She snatches up the digital sound recorder from her nightstand, the one she uses to make memos to herself during the workday, and she hits record. She talks to Jack for a long time, tells him in barely comprehensible words through her tears all that she remembers of the dream and how much she misses him and how his touches feel like no one else's and it's kept her alive more times than she can count; how she misses Daniel and Teal'c and everything about her old life and her old family and how she's never been so far away from the people she loves and how she's falling apart right now, this night, in her quarters all alone, and she wants his arms around her so badly it's a physical ache, and she's never loved anybody like she loves him.

Then she presses stop. And she deletes the file. She wipes the drive to remove any trace. She pads across to the bathroom and washes the dream off her skin. She tries for a few more hours of sleep before dawn, and exhaustion blessedly obliges.

Life goes on. Late night emotions fade in daylight. She even smiles and laughs.

Two weeks later, one of Jack's regular Care Packages arrives.

88888

He knows he has a desk. He knows where it is and what the piles on it mean (more or less), and how many reports he has left to read and write. This upsets him. He's never been in a job where he couldn't find a way to forget where his desk was. He thinks this is another thing that is wrong.

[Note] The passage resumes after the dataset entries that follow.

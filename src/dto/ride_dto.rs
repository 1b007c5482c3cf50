use chrono::{DateTime, Utc};
use rust_decimal::Decimal;
use serde::{Deserialize, Serialize};
use uuid::Uuid;
use validator::Validate;

use crate::models::ride::{PaymentStatus, Ride, RideStatus};
use crate::utils::validation::validate_not_blank;

// Request para solicitar un viaje
#[derive(Debug, Deserialize, Validate)]
pub struct CreateRideRequest {
    #[serde(rename = "passengerId")]
    #[validate(custom = "validate_not_blank")]
    pub passenger_id: String,
    #[validate(custom = "validate_not_blank")]
    pub from_zone: String,
    #[validate(custom = "validate_not_blank")]
    pub to_zone: String,
}

// Request para cambiar el estado de un viaje
#[derive(Debug, Deserialize)]
pub struct UpdateRideStatusRequest {
    pub status: String,
}

// Filtros del listado de viajes
#[derive(Debug, Default, Deserialize)]
pub struct ListRidesQuery {
    pub status: Option<String>,
}

// Response de viaje, con los nombres de campo del contrato público
#[derive(Debug, Clone, PartialEq, Serialize, Deserialize)]
pub struct RideResponse {
    pub id: Uuid,
    #[serde(rename = "passengerId")]
    pub passenger_id: String,
    #[serde(rename = "driverId")]
    pub driver_id: String,
    pub from_zone: String,
    pub to_zone: String,
    #[serde(with = "rust_decimal::serde::float")]
    pub price: Decimal,
    pub status: RideStatus,
    #[serde(rename = "paymentStatus")]
    pub payment_status: PaymentStatus,
    #[serde(rename = "createdAt")]
    pub created_at: DateTime<Utc>,
    #[serde(rename = "updatedAt")]
    pub updated_at: DateTime<Utc>,
}

impl From<Ride> for RideResponse {
    fn from(ride: Ride) -> Self {
        Self {
            id: ride.id,
            passenger_id: ride.passenger_id,
            driver_id: ride.driver_id,
            from_zone: ride.from_zone,
            to_zone: ride.to_zone,
            price: ride.price,
            status: ride.status,
            payment_status: ride.payment_status,
            created_at: ride.created_at,
            updated_at: ride.updated_at,
        }
    }
}
use async_trait::async_trait;
use chrono::Utc;
use sqlx::PgPool;
use uuid::Uuid;

use crate::models::ride::{NewRide, PaymentStatus, Ride, RideStatus};
use crate::utils::errors::{not_found_error, store_error, AppError};

/// Almacén de viajes.
///
/// Todas las operaciones afectan a un único registro; no hay transacciones
/// que abarquen varios viajes. Las escrituras parciales solo tocan sus
/// columnas y siempre refrescan `updated_at`.
#[async_trait]
pub trait RideRepository: Send + Sync {
    /// Persiste un viaje nuevo y devuelve el registro con su id generado.
    async fn create(&self, ride: NewRide) -> Result<Ride, AppError>;

    async fn find_by_id(&self, id: Uuid) -> Result<Option<Ride>, AppError>;

    /// Lista viajes, más recientes primero.
    async fn list(&self, status: Option<RideStatus>) -> Result<Vec<Ride>, AppError>;

    async fn update_status(&self, id: Uuid, status: RideStatus) -> Result<(), AppError>;

    /// Escribe `new` solo si el estado almacenado sigue siendo `expected`.
    ///
    /// Devuelve `false` si otro escritor cambió el estado antes.
    async fn compare_and_set_status(
        &self,
        id: Uuid,
        expected: RideStatus,
        new: RideStatus,
    ) -> Result<bool, AppError>;

    async fn update_payment_status(&self, id: Uuid, status: PaymentStatus) -> Result<(), AppError>;

    /// Sobrescribe los campos mutables (todo salvo id, precio y created_at).
    async fn replace_fields(&self, id: Uuid, ride: &Ride) -> Result<(), AppError>;
}

pub struct PgRideRepository {
    pool: PgPool,
}

impl PgRideRepository {
    pub fn new(pool: PgPool) -> Self {
        Self { pool }
    }
}

fn ensure_found(rows_affected: u64, id: Uuid) -> Result<(), AppError> {
    if rows_affected == 0 {
        return Err(not_found_error("Ride", &id.to_string()));
    }
    Ok(())
}

#[async_trait]
impl RideRepository for PgRideRepository {
    async fn create(&self, ride: NewRide) -> Result<Ride, AppError> {
        let ride = sqlx::query_as::<_, Ride>(
            r#"
            INSERT INTO rides (id, passenger_id, driver_id, from_zone, to_zone, price, status, payment_status, created_at, updated_at)
            VALUES ($1, $2, $3, $4, $5, $6, $7, $8, $9, $9)
            RETURNING *
            "#,
        )
        .bind(Uuid::new_v4())
        .bind(ride.passenger_id)
        .bind(ride.driver_id)
        .bind(ride.from_zone)
        .bind(ride.to_zone)
        .bind(ride.price)
        .bind(ride.status)
        .bind(ride.payment_status)
        .bind(ride.created_at)
        .fetch_one(&self.pool)
        .await
        .map_err(|e| store_error("Error creating ride", e))?;

        Ok(ride)
    }

    async fn find_by_id(&self, id: Uuid) -> Result<Option<Ride>, AppError> {
        let ride = sqlx::query_as::<_, Ride>("SELECT * FROM rides WHERE id = $1")
            .bind(id)
            .fetch_optional(&self.pool)
            .await
            .map_err(|e| store_error("Error finding ride", e))?;

        Ok(ride)
    }

    async fn list(&self, status: Option<RideStatus>) -> Result<Vec<Ride>, AppError> {
        let rides = sqlx::query_as::<_, Ride>(
            r#"
            SELECT * FROM rides
            WHERE ($1::ride_status IS NULL OR status = $1)
            ORDER BY created_at DESC
            "#,
        )
        .bind(status)
        .fetch_all(&self.pool)
        .await
        .map_err(|e| store_error("Error listing rides", e))?;

        Ok(rides)
    }

    async fn update_status(&self, id: Uuid, status: RideStatus) -> Result<(), AppError> {
        let result = sqlx::query("UPDATE rides SET status = $2, updated_at = $3 WHERE id = $1")
            .bind(id)
            .bind(status)
            .bind(Utc::now())
            .execute(&self.pool)
            .await
            .map_err(|e| store_error("Error updating ride status", e))?;

        ensure_found(result.rows_affected(), id)
    }

    async fn compare_and_set_status(
        &self,
        id: Uuid,
        expected: RideStatus,
        new: RideStatus,
    ) -> Result<bool, AppError> {
        let result = sqlx::query(
            "UPDATE rides SET status = $3, updated_at = $4 WHERE id = $1 AND status = $2",
        )
        .bind(id)
        .bind(expected)
        .bind(new)
        .bind(Utc::now())
        .execute(&self.pool)
        .await
        .map_err(|e| store_error("Error updating ride status", e))?;

        Ok(result.rows_affected() == 1)
    }

    async fn update_payment_status(&self, id: Uuid, status: PaymentStatus) -> Result<(), AppError> {
        let result =
            sqlx::query("UPDATE rides SET payment_status = $2, updated_at = $3 WHERE id = $1")
                .bind(id)
                .bind(status)
                .bind(Utc::now())
                .execute(&self.pool)
                .await
                .map_err(|e| store_error("Error updating payment status", e))?;

        ensure_found(result.rows_affected(), id)
    }

    async fn replace_fields(&self, id: Uuid, ride: &Ride) -> Result<(), AppError> {
        let result = sqlx::query(
            r#"
            UPDATE rides
            SET passenger_id = $2, driver_id = $3, from_zone = $4, to_zone = $5,
                status = $6, payment_status = $7, updated_at = $8
            WHERE id = $1
            "#,
        )
        .bind(id)
        .bind(&ride.passenger_id)
        .bind(&ride.driver_id)
        .bind(&ride.from_zone)
        .bind(&ride.to_zone)
        .bind(ride.status)
        .bind(ride.payment_status)
        .bind(Utc::now())
        .execute(&self.pool)
        .await
        .map_err(|e| store_error("Error updating ride", e))?;

        ensure_found(result.rows_affected(), id)
    }
}
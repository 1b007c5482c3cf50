pub mod driver_repository;
pub mod in_memory;
pub mod passenger_repository;
pub mod ride_repository;

pub use driver_repository::{DriverRepository, PgDriverRepository};
pub use in_memory::{InMemoryDriverRepository, InMemoryPassengerRepository, InMemoryRideRepository};
pub use passenger_repository::{PassengerRepository, PgPassengerRepository};
pub use ride_repository::{PgRideRepository, RideRepository};
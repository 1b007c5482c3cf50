#![allow(dead_code)]

use std::sync::atomic::{AtomicBool, AtomicUsize, Ordering};
use std::sync::{Arc, Mutex};
use std::time::Duration;

use async_trait::async_trait;
use axum::{
    body::{to_bytes, Body},
    http::{Method, Request, StatusCode},
    Router,
};
use rust_decimal::Decimal;
use serde_json::Value;
use tower::ServiceExt;
use uuid::Uuid;

use ridenow::clients::{DirectoryError, DriverDirectory};
use ridenow::config::{DatabaseConfig, EnvironmentConfig};
use ridenow::repositories::InMemoryRideRepository;
use ridenow::services::{FixedPricing, PaymentError, PaymentGateway, RideLifecycleService};

pub const TEST_PRICE: u32 = 25;

/// Configuración mínima; la base de datos no se usa en estas pruebas
pub fn test_config() -> EnvironmentConfig {
    EnvironmentConfig {
        environment: "test".to_string(),
        host: "127.0.0.1".to_string(),
        port: 0,
        database: DatabaseConfig::new("postgres://unused@localhost/unused"),
        users_service_url: "http://127.0.0.1:1".to_string(),
        directory_timeout: Duration::from_secs(1),
        max_concurrent_requests: 64,
        cors_origins: Vec::new(),
    }
}

/// Directorio falso: conductores disponibles en orden y contadores de llamadas
#[derive(Default)]
pub struct FakeDirectory {
    available: Mutex<Vec<String>>,
    pub fail_find: AtomicBool,
    pub fail_set: AtomicBool,
    availability_calls: Mutex<Vec<(String, bool)>>,
}

impl FakeDirectory {
    pub fn with_drivers(ids: &[&str]) -> Self {
        let directory = Self::default();
        *directory.available.lock().unwrap() = ids.iter().map(|id| id.to_string()).collect();
        directory
    }

    pub fn availability_calls(&self) -> Vec<(String, bool)> {
        self.availability_calls.lock().unwrap().clone()
    }

    pub fn is_available(&self, id: &str) -> bool {
        self.available.lock().unwrap().iter().any(|d| d == id)
    }
}

#[async_trait]
impl DriverDirectory for FakeDirectory {
    async fn find_available_driver(&self) -> Result<String, DirectoryError> {
        if self.fail_find.load(Ordering::SeqCst) {
            return Err(DirectoryError::Timeout {
                operation: "find_available_driver",
            });
        }
        self.available
            .lock()
            .unwrap()
            .first()
            .cloned()
            .ok_or(DirectoryError::NoDriverAvailable)
    }

    async fn set_driver_availability(
        &self,
        driver_id: &str,
        is_available: bool,
    ) -> Result<(), DirectoryError> {
        self.availability_calls
            .lock()
            .unwrap()
            .push((driver_id.to_string(), is_available));

        if self.fail_set.load(Ordering::SeqCst) {
            return Err(DirectoryError::Remote {
                operation: "set_driver_availability",
                status: 500,
                body: "boom".to_string(),
            });
        }

        let mut available = self.available.lock().unwrap();
        available.retain(|id| id != driver_id);
        if is_available {
            available.push(driver_id.to_string());
        }
        Ok(())
    }
}

/// Pasarela que cuenta capturas y puede fallar o tardar
#[derive(Default)]
pub struct CountingPaymentGateway {
    captures: AtomicUsize,
    pub fail: AtomicBool,
    pub delay: Option<Duration>,
}

impl CountingPaymentGateway {
    pub fn slow(delay: Duration) -> Self {
        Self {
            delay: Some(delay),
            ..Self::default()
        }
    }

    pub fn captures(&self) -> usize {
        self.captures.load(Ordering::SeqCst)
    }
}

#[async_trait]
impl PaymentGateway for CountingPaymentGateway {
    async fn capture(&self, ride_id: Uuid, _amount: Decimal) -> Result<(), PaymentError> {
        if let Some(delay) = self.delay {
            tokio::time::sleep(delay).await;
        }
        self.captures.fetch_add(1, Ordering::SeqCst);
        if self.fail.load(Ordering::SeqCst) {
            return Err(PaymentError::Declined {
                ride_id,
                reason: "card expired".to_string(),
            });
        }
        Ok(())
    }
}

/// Motor de viajes con todas sus dependencias a la vista
pub struct Harness {
    pub rides: Arc<InMemoryRideRepository>,
    pub directory: Arc<FakeDirectory>,
    pub payments: Arc<CountingPaymentGateway>,
    pub service: Arc<RideLifecycleService>,
}

impl Harness {
    pub fn new(directory: FakeDirectory) -> Self {
        Self::with_payments(directory, CountingPaymentGateway::default())
    }

    pub fn with_payments(directory: FakeDirectory, payments: CountingPaymentGateway) -> Self {
        let rides = Arc::new(InMemoryRideRepository::new());
        let directory = Arc::new(directory);
        let payments = Arc::new(payments);
        let service = Arc::new(RideLifecycleService::new(
            rides.clone(),
            directory.clone(),
            Arc::new(FixedPricing(Decimal::from(TEST_PRICE))),
            payments.clone(),
        ));

        Self {
            rides,
            directory,
            payments,
            service,
        }
    }
}

/// Cliente de pruebas sobre el router, sin abrir sockets
pub struct TestApp {
    router: Router,
}

impl TestApp {
    pub fn new(router: Router) -> Self {
        Self { router }
    }

    pub async fn request(&self, method: Method, uri: &str, body: Option<&str>) -> (StatusCode, Value) {
        let mut builder = Request::builder().method(method).uri(uri);
        let body = match body {
            Some(raw) => {
                builder = builder.header("content-type", "application/json");
                Body::from(raw.to_string())
            }
            None => Body::empty(),
        };

        let response = self
            .router
            .clone()
            .oneshot(builder.body(body).unwrap())
            .await
            .unwrap();

        let status = response.status();
        let bytes = to_bytes(response.into_body(), usize::MAX).await.unwrap();
        let json = if bytes.is_empty() {
            Value::Null
        } else {
            serde_json::from_slice(&bytes).unwrap_or(Value::Null)
        };
        (status, json)
    }

    pub async fn get(&self, uri: &str) -> (StatusCode, Value) {
        self.request(Method::GET, uri, None).await
    }

    pub async fn delete(&self, uri: &str) -> (StatusCode, Value) {
        self.request(Method::DELETE, uri, None).await
    }

    pub async fn post(&self, uri: &str, body: &Value) -> (StatusCode, Value) {
        self.request(Method::POST, uri, Some(&body.to_string())).await
    }

    pub async fn put(&self, uri: &str, body: &Value) -> (StatusCode, Value) {
        self.request(Method::PUT, uri, Some(&body.to_string())).await
    }

    pub async fn patch(&self, uri: &str, body: &Value) -> (StatusCode, Value) {
        self.request(Method::PATCH, uri, Some(&body.to_string())).await
    }
}

/// Levanta un router en un puerto efímero y devuelve su URL base
pub async fn spawn_server(router: Router) -> String {
    let listener = tokio::net::TcpListener::bind("127.0.0.1:0").await.unwrap();
    let addr = listener.local_addr().unwrap();
    tokio::spawn(async move {
        axum::serve(listener, router).await.unwrap();
    });
    format!("http://{}", addr)
}
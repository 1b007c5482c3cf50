//! Services module
//!
//! Este módulo contiene la lógica de negocio de los viajes y las piezas
//! intercambiables que usa (precio, pago y selección de conductor).

pub mod driver_selection;
pub mod payment_service;
pub mod pricing_service;
pub mod ride_lifecycle_service;

pub use driver_selection::{DriverSelectionPolicy, FirstListedDriver};
pub use payment_service::{PaymentError, PaymentGateway, SimulatedPaymentGateway};
pub use pricing_service::{FixedPricing, PricingStrategy, RandomZonePricing};
pub use ride_lifecycle_service::{RideLifecycleService, RideRequest};
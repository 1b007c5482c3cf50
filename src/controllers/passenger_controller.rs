use std::sync::Arc;

use tracing::info;
use validator::Validate;

use crate::dto::passenger_dto::PassengerRequest;
use crate::models::passenger::Passenger;
use crate::repositories::passenger_repository::PassengerRepository;
use crate::utils::errors::{not_found_error, AppError};
use crate::utils::validation::parse_identifier;

pub struct PassengerController {
    repository: Arc<dyn PassengerRepository>,
}

impl PassengerController {
    pub fn new(repository: Arc<dyn PassengerRepository>) -> Self {
        Self { repository }
    }

    pub async fn create(&self, request: PassengerRequest) -> Result<Passenger, AppError> {
        request.validate()?;

        let passenger = self.repository.create(request.name.trim().to_string()).await?;
        info!("🆕 Nuevo pasajero creado: {} (ID: {})", passenger.name, passenger.id);
        Ok(passenger)
    }

    pub async fn list(&self) -> Result<Vec<Passenger>, AppError> {
        let passengers = self.repository.list().await?;
        info!("🔍 Búsqueda de pasajeros -> {} encontrados", passengers.len());
        Ok(passengers)
    }

    pub async fn get_by_id(&self, id: &str) -> Result<Passenger, AppError> {
        let uuid = parse_identifier("passenger", id)?;
        self.repository
            .find_by_id(uuid)
            .await?
            .ok_or_else(|| not_found_error("Passenger", id))
    }

    pub async fn update(&self, id: &str, request: PassengerRequest) -> Result<Passenger, AppError> {
        let uuid = parse_identifier("passenger", id)?;
        request.validate()?;

        let passenger = self
            .repository
            .update(uuid, request.name.trim().to_string())
            .await?
            .ok_or_else(|| not_found_error("Passenger", id))?;

        info!("✏️ Pasajero {} actualizado", id);
        Ok(passenger)
    }

    pub async fn delete(&self, id: &str) -> Result<(), AppError> {
        let uuid = parse_identifier("passenger", id)?;
        if !self.repository.delete(uuid).await? {
            return Err(not_found_error("Passenger", id));
        }

        info!("🗑️ Pasajero {} eliminado", id);
        Ok(())
    }
}
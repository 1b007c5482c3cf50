//! Sistema de manejo de errores
//!
//! Este módulo define los errores de los servicios de viajes y directorio
//! y su conversión a respuestas HTTP apropiadas.

use axum::{
    http::StatusCode,
    response::{IntoResponse, Response},
    Json,
};
use thiserror::Error;
use tracing::{error, warn};

use crate::models::ride::RideStatus;

/// Errores principales de la aplicación
#[derive(Error, Debug)]
pub enum AppError {
    #[error("Validation error: {0}")]
    Validation(String),

    #[error("Bad request: {0}")]
    BadRequest(String),

    #[error("Not found: {0}")]
    NotFound(String),

    #[error("Method not allowed")]
    MethodNotAllowed,

    #[error("Invalid ride transition from {from} to {to}")]
    InvalidTransition { from: RideStatus, to: RideStatus },

    #[error("Conflict: {0}")]
    Conflict(String),

    #[error("No available driver found")]
    NoDriverAvailable,

    #[error("Driver directory unavailable: {0}")]
    DirectoryUnavailable(String),

    #[error("Store error: {0}")]
    Store(String),

    #[error("Internal server error: {0}")]
    Internal(String),
}

/// Respuesta de error para la API
#[derive(Debug, serde::Serialize)]
struct ErrorResponse {
    error: &'static str,
    message: String,
    code: &'static str,
}

impl AppError {
    pub fn status_code(&self) -> StatusCode {
        match self {
            AppError::Validation(_) | AppError::BadRequest(_) => StatusCode::BAD_REQUEST,
            AppError::NotFound(_) => StatusCode::NOT_FOUND,
            AppError::MethodNotAllowed => StatusCode::METHOD_NOT_ALLOWED,
            AppError::InvalidTransition { .. } | AppError::Conflict(_) => StatusCode::CONFLICT,
            AppError::NoDriverAvailable => StatusCode::SERVICE_UNAVAILABLE,
            AppError::DirectoryUnavailable(_) => StatusCode::BAD_GATEWAY,
            AppError::Store(_) | AppError::Internal(_) => StatusCode::INTERNAL_SERVER_ERROR,
        }
    }

    pub fn code(&self) -> &'static str {
        match self {
            AppError::Validation(_) => "VALIDATION_ERROR",
            AppError::BadRequest(_) => "BAD_REQUEST",
            AppError::NotFound(_) => "NOT_FOUND",
            AppError::MethodNotAllowed => "METHOD_NOT_ALLOWED",
            AppError::InvalidTransition { .. } => "INVALID_TRANSITION",
            AppError::Conflict(_) => "CONFLICT",
            AppError::NoDriverAvailable => "NO_DRIVER_AVAILABLE",
            AppError::DirectoryUnavailable(_) => "DIRECTORY_UNAVAILABLE",
            AppError::Store(_) => "STORE_ERROR",
            AppError::Internal(_) => "INTERNAL_ERROR",
        }
    }
}

impl IntoResponse for AppError {
    fn into_response(self) -> Response {
        let status = self.status_code();
        let code = self.code();

        // Los detalles de transporte y de base de datos solo van al log
        let (error, message) = match &self {
            AppError::Validation(msg) => {
                warn!("⚠️ Validation error: {}", msg);
                ("Validation Error", msg.clone())
            }
            AppError::BadRequest(msg) => {
                warn!("⚠️ Bad request: {}", msg);
                ("Bad Request", msg.clone())
            }
            AppError::NotFound(msg) => ("Not Found", msg.clone()),
            AppError::MethodNotAllowed => ("Method Not Allowed", "Method not allowed".to_string()),
            AppError::InvalidTransition { .. } => ("Invalid Transition", self.to_string()),
            AppError::Conflict(msg) => {
                warn!("⚠️ Conflict: {}", msg);
                ("Conflict", msg.clone())
            }
            AppError::NoDriverAvailable => {
                warn!("🚕 No available driver found");
                ("Service Unavailable", "No available driver found".to_string())
            }
            AppError::DirectoryUnavailable(msg) => {
                error!("❌ Driver directory error: {}", msg);
                (
                    "Bad Gateway",
                    "An error occurred while communicating with the driver directory".to_string(),
                )
            }
            AppError::Store(msg) => {
                error!("❌ Store error: {}", msg);
                (
                    "Store Error",
                    "An error occurred while accessing the data store".to_string(),
                )
            }
            AppError::Internal(msg) => {
                error!("❌ Internal error: {}", msg);
                (
                    "Internal Server Error",
                    "An unexpected error occurred".to_string(),
                )
            }
        };

        (status, Json(ErrorResponse { error, message, code })).into_response()
    }
}

impl From<validator::ValidationErrors> for AppError {
    fn from(errors: validator::ValidationErrors) -> Self {
        AppError::Validation(errors.to_string())
    }
}

/// Resultado tipado para operaciones que pueden fallar
pub type AppResult<T> = Result<T, AppError>;

/// Función helper para crear errores de recurso no encontrado
pub fn not_found_error(resource: &str, id: &str) -> AppError {
    AppError::NotFound(format!("{} with id '{}' not found", resource, id))
}

/// Función helper para envolver errores de almacenamiento con la operación
pub fn store_error(operation: &str, err: impl std::fmt::Display) -> AppError {
    AppError::Store(format!("{}: {}", operation, err))
}
//! Modelo de Passenger

use chrono::{DateTime, Utc};
use serde::{Deserialize, Serialize};
use sqlx::FromRow;
use uuid::Uuid;

/// Passenger - mapea a la tabla passengers
#[derive(Debug, Clone, PartialEq, Eq, Serialize, Deserialize, FromRow)]
pub struct Passenger {
    pub id: Uuid,
    pub name: String,
    pub created_at: DateTime<Utc>,
    pub updated_at: DateTime<Utc>,
}
//! Utilidades de validación
//!
//! Conversión de identificadores recibidos por la API y validadores
//! reutilizados por los DTOs.

use uuid::Uuid;
use validator::ValidationError;

use crate::utils::errors::AppError;

/// Validar y convertir string a UUID
pub fn validate_uuid(value: &str) -> Result<Uuid, ValidationError> {
    Uuid::parse_str(value.trim()).map_err(|_| {
        let mut error = ValidationError::new("uuid");
        error.add_param("value".into(), &value.to_string());
        error
    })
}

/// Convierte el identificador de un recurso en un `Uuid`, sin tocar el almacén
pub fn parse_identifier(resource: &str, value: &str) -> Result<Uuid, AppError> {
    validate_uuid(value)
        .map_err(|_| AppError::Validation(format!("Invalid {} id '{}'", resource, value)))
}

/// Validar que un string no esté vacío
pub fn validate_not_blank(value: &str) -> Result<(), ValidationError> {
    if value.trim().is_empty() {
        return Err(ValidationError::new("not_blank"));
    }
    Ok(())
}

#[cfg(test)]
mod tests {
    use super::*;

    #[test]
    fn test_parse_identifier() {
        let id = Uuid::new_v4();
        assert_eq!(parse_identifier("ride", &id.to_string()).unwrap(), id);

        let err = parse_identifier("ride", "not-a-uuid").unwrap_err();
        assert!(matches!(err, AppError::Validation(msg) if msg.contains("not-a-uuid")));
    }

    #[test]
    fn test_validate_not_blank() {
        assert!(validate_not_blank("Z1").is_ok());
        assert!(validate_not_blank("   ").is_err());
        assert!(validate_not_blank("").is_err());
    }
}
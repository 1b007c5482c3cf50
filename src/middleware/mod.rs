//! Middleware del sistema
//!
//! CORS, trazas HTTP y límite de concurrencia comunes a ambos servicios.

pub mod cors;

pub use cors::*;

use axum::Router;
use tower::limit::GlobalConcurrencyLimitLayer;
use tower_http::trace::TraceLayer;

/// Aplica las capas comunes a un router ya con estado
pub fn apply_service_layers(router: Router, cors_origins: &[String], max_concurrent_requests: usize) -> Router {
    router
        .layer(cors_middleware(cors_origins))
        .layer(GlobalConcurrencyLimitLayer::new(max_concurrent_requests.max(1)))
        .layer(TraceLayer::new_for_http())
}
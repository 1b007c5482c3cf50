//! Cálculo del precio de un viaje
//!
//! El precio se fija al crear el viaje y no cambia después. La tarifa
//! actual es provisional: un entero aleatorio en un rango fijo.

use rand::Rng;
use rust_decimal::Decimal;

/// Función de precio: ruta → importe no negativo.
pub trait PricingStrategy: Send + Sync {
    fn quote(&self, from_zone: &str, to_zone: &str) -> Decimal;
}

/// Tarifa provisional: entero aleatorio en `[min, max)`.
#[derive(Debug, Clone)]
pub struct RandomZonePricing {
    min: u32,
    max: u32,
}

impl RandomZonePricing {
    /// Un rango vacío se ensancha para que contenga al menos un valor.
    pub fn new(min: u32, max: u32) -> Self {
        let max = max.max(min.saturating_add(1));
        Self {
            min: min.min(max - 1),
            max,
        }
    }
}

impl Default for RandomZonePricing {
    fn default() -> Self {
        Self::new(10, 60)
    }
}

impl PricingStrategy for RandomZonePricing {
    fn quote(&self, _from_zone: &str, _to_zone: &str) -> Decimal {
        let amount = rand::thread_rng().gen_range(self.min..self.max);
        Decimal::from(amount)
    }
}

/// Tarifa plana, independiente de la ruta.
#[derive(Debug, Clone)]
pub struct FixedPricing(pub Decimal);

impl PricingStrategy for FixedPricing {
    fn quote(&self, _from_zone: &str, _to_zone: &str) -> Decimal {
        self.0
    }
}

#[cfg(test)]
mod tests {
    use super::*;

    #[test]
    fn test_random_pricing_stays_in_range() {
        let pricing = RandomZonePricing::default();
        for _ in 0..200 {
            let price = pricing.quote("Z1", "Z2");
            assert!(price >= Decimal::from(10));
            assert!(price < Decimal::from(60));
        }
    }

    #[test]
    fn test_range_at_upper_bound_does_not_overflow() {
        let pricing = RandomZonePricing::new(u32::MAX, u32::MAX);
        assert_eq!(pricing.quote("A", "B"), Decimal::from(u32::MAX - 1));
    }

    #[test]
    fn test_degenerate_range_is_widened() {
        let pricing = RandomZonePricing::new(5, 5);
        assert_eq!(pricing.quote("A", "B"), Decimal::from(5));
    }
}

He also thinks his knees feel kind of okay, and he doesn't really *want* to hike twenty-five miles from the Gate on a sweltering planet to collect plant samples and have to use ice packs afterward.

This confuses him.

He drives through his favorite donut shop on the way home and discovers they've discontinued the apple cinnamon.

Back in his kitchen, he writes on the refrigerator, "Discontinued apple cinnamon donuts, dammit!"

A week later, he wakes up at 4am for no good reason. He calls Daniel to see what he's doing. Daniel swears at him sleepily and hangs up. At which point Jack remembers the time zone change goes the *other* way. He stares at the ceiling a good hour, then dozes off until his alarm blares.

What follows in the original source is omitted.